[Stored items]

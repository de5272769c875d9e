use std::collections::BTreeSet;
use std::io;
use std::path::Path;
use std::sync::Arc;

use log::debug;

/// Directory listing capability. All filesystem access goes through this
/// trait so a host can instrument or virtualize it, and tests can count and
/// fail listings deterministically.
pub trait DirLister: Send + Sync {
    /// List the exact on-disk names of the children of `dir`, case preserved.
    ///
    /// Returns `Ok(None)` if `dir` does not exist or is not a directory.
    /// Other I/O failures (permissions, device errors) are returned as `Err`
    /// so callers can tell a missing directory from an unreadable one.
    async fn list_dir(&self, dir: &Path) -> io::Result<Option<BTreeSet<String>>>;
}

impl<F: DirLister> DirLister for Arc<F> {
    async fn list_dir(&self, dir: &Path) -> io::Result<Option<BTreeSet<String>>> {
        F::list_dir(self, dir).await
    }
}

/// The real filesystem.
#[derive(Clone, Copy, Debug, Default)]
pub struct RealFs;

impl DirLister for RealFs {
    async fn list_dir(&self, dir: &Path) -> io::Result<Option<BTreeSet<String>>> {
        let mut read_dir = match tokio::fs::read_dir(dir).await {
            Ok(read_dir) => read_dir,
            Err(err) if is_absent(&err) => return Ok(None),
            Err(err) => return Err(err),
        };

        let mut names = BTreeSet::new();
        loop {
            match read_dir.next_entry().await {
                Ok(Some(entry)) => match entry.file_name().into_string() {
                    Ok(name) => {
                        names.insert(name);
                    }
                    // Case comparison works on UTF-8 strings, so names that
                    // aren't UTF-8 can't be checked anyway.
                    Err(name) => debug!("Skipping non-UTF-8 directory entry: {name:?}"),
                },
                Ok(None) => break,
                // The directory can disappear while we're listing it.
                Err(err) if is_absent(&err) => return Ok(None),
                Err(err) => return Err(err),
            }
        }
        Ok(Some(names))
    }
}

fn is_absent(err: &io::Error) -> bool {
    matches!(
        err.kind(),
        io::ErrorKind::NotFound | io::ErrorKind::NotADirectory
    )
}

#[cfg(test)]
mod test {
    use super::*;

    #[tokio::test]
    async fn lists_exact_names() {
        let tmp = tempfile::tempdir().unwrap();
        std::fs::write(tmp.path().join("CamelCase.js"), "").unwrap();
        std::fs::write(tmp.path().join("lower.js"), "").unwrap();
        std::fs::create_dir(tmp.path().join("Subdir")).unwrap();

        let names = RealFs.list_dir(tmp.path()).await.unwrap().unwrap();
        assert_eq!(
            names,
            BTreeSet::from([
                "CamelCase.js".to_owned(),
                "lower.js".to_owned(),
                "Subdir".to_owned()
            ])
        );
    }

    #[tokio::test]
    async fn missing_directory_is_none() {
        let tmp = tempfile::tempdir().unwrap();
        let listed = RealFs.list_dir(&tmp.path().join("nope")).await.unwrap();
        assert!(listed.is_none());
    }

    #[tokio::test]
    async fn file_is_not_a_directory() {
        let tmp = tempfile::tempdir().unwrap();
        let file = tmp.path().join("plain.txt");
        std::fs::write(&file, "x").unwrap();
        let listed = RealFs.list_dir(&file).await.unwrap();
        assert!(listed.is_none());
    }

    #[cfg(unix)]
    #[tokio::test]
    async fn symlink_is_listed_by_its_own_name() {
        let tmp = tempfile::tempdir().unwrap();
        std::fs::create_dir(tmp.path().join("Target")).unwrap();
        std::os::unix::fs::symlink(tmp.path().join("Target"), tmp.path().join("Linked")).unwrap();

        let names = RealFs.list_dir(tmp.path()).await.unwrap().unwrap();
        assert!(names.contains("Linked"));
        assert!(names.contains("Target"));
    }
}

---

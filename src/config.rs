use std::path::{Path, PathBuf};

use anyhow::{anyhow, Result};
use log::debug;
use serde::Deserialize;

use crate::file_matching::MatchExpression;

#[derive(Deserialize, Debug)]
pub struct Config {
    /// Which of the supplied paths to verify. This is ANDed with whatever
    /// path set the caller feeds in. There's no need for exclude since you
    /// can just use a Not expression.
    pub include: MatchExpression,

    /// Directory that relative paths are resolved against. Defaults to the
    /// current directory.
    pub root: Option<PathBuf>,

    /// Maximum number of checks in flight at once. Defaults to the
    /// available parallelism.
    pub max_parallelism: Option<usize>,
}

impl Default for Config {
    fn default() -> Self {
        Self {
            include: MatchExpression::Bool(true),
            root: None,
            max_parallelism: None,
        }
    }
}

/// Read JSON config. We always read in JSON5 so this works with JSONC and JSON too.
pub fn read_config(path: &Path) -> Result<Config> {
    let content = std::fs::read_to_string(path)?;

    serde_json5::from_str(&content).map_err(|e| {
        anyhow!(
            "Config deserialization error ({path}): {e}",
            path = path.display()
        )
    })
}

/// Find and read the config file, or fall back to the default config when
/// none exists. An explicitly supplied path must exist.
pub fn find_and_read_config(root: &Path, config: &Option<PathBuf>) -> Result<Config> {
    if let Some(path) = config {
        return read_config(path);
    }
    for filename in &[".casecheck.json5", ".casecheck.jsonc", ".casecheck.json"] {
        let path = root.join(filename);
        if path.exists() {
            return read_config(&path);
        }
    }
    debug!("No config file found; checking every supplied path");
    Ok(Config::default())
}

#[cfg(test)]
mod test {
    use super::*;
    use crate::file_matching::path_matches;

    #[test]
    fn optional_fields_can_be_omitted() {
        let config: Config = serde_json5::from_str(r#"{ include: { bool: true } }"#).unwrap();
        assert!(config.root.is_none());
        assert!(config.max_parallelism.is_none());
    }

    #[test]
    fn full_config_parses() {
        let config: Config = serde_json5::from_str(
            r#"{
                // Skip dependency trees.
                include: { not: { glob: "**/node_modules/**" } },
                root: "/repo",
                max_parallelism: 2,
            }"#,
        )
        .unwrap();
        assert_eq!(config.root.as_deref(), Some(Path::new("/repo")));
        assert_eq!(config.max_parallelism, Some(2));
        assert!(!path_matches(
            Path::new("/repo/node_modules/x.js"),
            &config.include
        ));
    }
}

Problem description
Of the entries above, transcribe exactly those lines that fall between the line containing "The real filesystem." and the line containing "let mut read_dir", together with those two lines.

Solution to this problem
/// The real filesystem.
#[derive(Clone, Copy, Debug, Default)]
pub struct RealFs;

impl DirLister for RealFs {
    async fn list_dir(&self, dir: &Path) -> io::Result<Option<BTreeSet<String>>> {
        let mut read_dir = match tokio::fs::read_dir(dir).await {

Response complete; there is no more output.